**EXERCISE DATA**
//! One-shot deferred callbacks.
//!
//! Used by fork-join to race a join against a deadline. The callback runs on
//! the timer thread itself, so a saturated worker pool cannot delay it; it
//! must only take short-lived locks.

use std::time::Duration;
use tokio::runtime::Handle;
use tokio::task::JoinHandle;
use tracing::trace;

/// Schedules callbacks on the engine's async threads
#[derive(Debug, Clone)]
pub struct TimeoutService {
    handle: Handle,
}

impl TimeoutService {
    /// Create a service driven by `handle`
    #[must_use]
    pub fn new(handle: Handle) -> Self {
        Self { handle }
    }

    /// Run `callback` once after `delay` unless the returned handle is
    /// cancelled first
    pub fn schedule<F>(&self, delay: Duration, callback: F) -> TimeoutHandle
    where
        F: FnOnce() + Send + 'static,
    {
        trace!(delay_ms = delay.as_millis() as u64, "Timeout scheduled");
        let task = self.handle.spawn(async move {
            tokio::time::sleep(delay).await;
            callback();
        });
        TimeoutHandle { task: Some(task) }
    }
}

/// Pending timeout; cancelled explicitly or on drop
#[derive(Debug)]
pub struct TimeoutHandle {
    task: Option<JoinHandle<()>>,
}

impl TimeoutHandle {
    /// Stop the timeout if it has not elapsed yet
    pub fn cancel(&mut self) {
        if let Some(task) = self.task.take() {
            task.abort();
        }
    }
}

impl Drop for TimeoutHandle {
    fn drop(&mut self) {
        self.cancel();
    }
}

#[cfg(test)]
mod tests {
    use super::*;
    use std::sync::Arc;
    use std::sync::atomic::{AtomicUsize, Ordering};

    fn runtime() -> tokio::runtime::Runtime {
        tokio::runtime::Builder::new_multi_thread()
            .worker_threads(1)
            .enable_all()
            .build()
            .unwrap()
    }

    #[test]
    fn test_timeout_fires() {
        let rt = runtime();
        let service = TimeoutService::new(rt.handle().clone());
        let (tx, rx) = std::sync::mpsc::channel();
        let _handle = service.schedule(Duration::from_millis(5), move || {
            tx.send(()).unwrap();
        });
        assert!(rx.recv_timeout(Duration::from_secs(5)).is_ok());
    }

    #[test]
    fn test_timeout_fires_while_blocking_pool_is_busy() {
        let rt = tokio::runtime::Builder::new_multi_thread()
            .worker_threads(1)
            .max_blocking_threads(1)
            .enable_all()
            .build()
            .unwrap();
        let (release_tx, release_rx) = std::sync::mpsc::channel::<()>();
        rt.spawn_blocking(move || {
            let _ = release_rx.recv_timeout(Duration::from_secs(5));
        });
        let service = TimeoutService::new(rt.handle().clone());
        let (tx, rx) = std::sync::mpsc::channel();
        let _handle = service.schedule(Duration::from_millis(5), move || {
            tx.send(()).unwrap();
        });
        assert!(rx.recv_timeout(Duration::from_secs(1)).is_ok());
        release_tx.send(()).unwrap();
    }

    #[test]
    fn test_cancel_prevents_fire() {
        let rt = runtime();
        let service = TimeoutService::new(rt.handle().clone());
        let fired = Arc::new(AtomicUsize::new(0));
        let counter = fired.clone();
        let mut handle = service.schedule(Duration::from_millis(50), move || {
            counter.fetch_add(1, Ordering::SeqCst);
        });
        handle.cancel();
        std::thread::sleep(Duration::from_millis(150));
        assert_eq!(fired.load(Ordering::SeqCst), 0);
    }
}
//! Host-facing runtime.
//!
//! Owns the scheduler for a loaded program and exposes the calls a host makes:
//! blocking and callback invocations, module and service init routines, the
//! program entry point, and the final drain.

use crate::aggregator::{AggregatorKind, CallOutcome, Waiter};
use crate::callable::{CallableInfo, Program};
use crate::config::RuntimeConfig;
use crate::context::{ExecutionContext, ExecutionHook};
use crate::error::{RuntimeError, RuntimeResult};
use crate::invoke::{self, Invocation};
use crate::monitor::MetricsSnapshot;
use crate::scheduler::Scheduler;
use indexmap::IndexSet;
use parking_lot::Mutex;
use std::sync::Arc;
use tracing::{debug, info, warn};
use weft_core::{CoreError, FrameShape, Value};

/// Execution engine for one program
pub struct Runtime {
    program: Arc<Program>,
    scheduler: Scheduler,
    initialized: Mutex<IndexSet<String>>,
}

**TASK REQUIREMENTS**
Go through the data above and find the lines with the word "trace". Copy each of those lines.

**EXERCISE OUTPUT**
use tracing::trace;
        trace!(delay_ms = delay.as_millis() as u64, "Timeout scheduled");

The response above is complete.